### Exercise instructions
Go through the data and copy each line where the word "lagged" shows up.

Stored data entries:
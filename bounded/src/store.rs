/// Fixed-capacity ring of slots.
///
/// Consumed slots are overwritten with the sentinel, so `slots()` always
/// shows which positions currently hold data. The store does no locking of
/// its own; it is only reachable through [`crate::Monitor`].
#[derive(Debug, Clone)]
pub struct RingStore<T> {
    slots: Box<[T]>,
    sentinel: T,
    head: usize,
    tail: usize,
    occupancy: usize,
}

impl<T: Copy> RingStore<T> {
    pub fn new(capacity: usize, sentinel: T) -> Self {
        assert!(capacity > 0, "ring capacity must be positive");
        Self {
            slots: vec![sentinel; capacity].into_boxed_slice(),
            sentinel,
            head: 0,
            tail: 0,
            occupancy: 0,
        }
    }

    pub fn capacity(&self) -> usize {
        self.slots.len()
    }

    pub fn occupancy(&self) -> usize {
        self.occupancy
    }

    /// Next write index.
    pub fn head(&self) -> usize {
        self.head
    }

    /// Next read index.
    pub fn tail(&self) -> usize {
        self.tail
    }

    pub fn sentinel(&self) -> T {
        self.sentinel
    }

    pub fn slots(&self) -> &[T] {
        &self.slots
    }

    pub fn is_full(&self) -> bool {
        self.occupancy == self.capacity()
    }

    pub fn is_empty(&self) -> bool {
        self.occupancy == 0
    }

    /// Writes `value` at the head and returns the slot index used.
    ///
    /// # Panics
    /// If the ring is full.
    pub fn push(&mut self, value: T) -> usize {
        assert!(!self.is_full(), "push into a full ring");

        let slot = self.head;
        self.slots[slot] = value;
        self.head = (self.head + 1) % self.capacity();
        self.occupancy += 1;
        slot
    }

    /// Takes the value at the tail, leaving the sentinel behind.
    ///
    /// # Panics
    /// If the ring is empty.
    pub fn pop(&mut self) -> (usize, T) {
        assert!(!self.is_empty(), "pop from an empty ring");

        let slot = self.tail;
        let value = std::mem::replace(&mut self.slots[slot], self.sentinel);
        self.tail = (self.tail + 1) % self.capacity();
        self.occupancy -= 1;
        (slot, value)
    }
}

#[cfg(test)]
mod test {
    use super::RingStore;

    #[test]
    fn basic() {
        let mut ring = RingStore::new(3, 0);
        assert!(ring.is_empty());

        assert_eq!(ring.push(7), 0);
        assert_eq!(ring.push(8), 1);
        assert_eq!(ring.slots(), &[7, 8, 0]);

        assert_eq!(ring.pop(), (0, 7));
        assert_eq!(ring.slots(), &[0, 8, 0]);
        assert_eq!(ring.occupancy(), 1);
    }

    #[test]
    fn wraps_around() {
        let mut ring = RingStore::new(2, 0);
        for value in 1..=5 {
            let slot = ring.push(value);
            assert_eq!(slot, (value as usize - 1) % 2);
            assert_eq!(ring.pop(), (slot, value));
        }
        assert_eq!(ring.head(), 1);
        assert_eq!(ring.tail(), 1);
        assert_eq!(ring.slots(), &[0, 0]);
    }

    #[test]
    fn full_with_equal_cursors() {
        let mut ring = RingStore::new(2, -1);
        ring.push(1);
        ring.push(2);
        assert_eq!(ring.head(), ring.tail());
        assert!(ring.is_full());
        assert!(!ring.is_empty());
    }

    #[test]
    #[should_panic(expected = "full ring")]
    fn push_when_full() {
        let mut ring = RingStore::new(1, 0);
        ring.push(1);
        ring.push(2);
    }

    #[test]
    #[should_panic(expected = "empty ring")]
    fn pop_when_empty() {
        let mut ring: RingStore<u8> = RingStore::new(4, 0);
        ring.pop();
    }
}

---

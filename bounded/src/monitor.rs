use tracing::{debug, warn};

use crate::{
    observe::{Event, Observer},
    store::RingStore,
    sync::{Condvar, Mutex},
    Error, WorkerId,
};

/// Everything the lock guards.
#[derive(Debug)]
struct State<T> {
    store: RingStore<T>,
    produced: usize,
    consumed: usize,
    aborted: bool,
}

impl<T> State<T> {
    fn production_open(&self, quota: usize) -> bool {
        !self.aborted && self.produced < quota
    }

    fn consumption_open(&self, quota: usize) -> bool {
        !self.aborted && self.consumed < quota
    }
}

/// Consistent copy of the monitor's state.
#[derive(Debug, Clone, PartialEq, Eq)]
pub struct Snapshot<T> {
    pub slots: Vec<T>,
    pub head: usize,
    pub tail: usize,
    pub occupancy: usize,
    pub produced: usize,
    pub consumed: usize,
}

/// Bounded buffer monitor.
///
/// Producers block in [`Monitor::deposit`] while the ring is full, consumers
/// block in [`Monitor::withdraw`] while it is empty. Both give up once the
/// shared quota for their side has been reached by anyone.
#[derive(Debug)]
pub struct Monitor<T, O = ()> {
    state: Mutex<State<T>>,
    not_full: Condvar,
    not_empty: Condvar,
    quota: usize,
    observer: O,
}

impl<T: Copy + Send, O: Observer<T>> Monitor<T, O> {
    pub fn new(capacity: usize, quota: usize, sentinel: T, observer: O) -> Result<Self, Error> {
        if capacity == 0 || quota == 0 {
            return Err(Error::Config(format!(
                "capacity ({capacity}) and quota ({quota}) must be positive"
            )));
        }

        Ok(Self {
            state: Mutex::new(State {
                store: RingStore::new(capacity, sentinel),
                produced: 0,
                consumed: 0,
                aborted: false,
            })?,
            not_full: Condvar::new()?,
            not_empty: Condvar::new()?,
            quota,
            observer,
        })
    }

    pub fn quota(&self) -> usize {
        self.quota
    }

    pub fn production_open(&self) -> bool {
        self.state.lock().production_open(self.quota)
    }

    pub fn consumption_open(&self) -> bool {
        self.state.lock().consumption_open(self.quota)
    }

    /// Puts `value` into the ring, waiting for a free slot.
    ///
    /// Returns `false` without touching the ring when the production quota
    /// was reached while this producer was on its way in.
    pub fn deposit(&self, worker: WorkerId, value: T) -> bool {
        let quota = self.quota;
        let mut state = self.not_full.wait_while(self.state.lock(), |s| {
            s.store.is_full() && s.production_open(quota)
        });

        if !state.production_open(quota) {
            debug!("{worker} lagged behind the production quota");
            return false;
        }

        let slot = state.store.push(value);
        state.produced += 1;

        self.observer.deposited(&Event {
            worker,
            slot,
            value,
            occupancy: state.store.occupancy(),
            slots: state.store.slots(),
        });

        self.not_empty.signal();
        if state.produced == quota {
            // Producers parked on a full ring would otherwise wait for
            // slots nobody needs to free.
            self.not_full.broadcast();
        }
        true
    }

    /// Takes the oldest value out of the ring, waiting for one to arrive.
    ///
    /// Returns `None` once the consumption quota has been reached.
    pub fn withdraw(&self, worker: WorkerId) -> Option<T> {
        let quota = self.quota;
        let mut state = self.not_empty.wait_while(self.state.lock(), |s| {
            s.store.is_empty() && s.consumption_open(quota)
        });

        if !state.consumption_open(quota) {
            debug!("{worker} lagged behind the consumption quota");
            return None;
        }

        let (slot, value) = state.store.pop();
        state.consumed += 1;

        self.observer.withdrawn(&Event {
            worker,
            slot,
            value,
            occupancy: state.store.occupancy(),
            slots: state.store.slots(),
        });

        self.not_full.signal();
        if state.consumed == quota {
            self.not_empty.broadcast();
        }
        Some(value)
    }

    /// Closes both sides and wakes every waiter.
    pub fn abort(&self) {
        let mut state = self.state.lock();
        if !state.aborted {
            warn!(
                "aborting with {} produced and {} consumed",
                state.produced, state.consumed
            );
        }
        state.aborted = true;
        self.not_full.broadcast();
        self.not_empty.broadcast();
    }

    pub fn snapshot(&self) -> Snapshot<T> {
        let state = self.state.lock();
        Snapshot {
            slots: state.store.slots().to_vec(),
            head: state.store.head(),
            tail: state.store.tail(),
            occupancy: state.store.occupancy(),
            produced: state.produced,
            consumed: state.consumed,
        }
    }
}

### Result of the exercise
            debug!("{worker} lagged behind the production quota");
            debug!("{worker} lagged behind the consumption quota");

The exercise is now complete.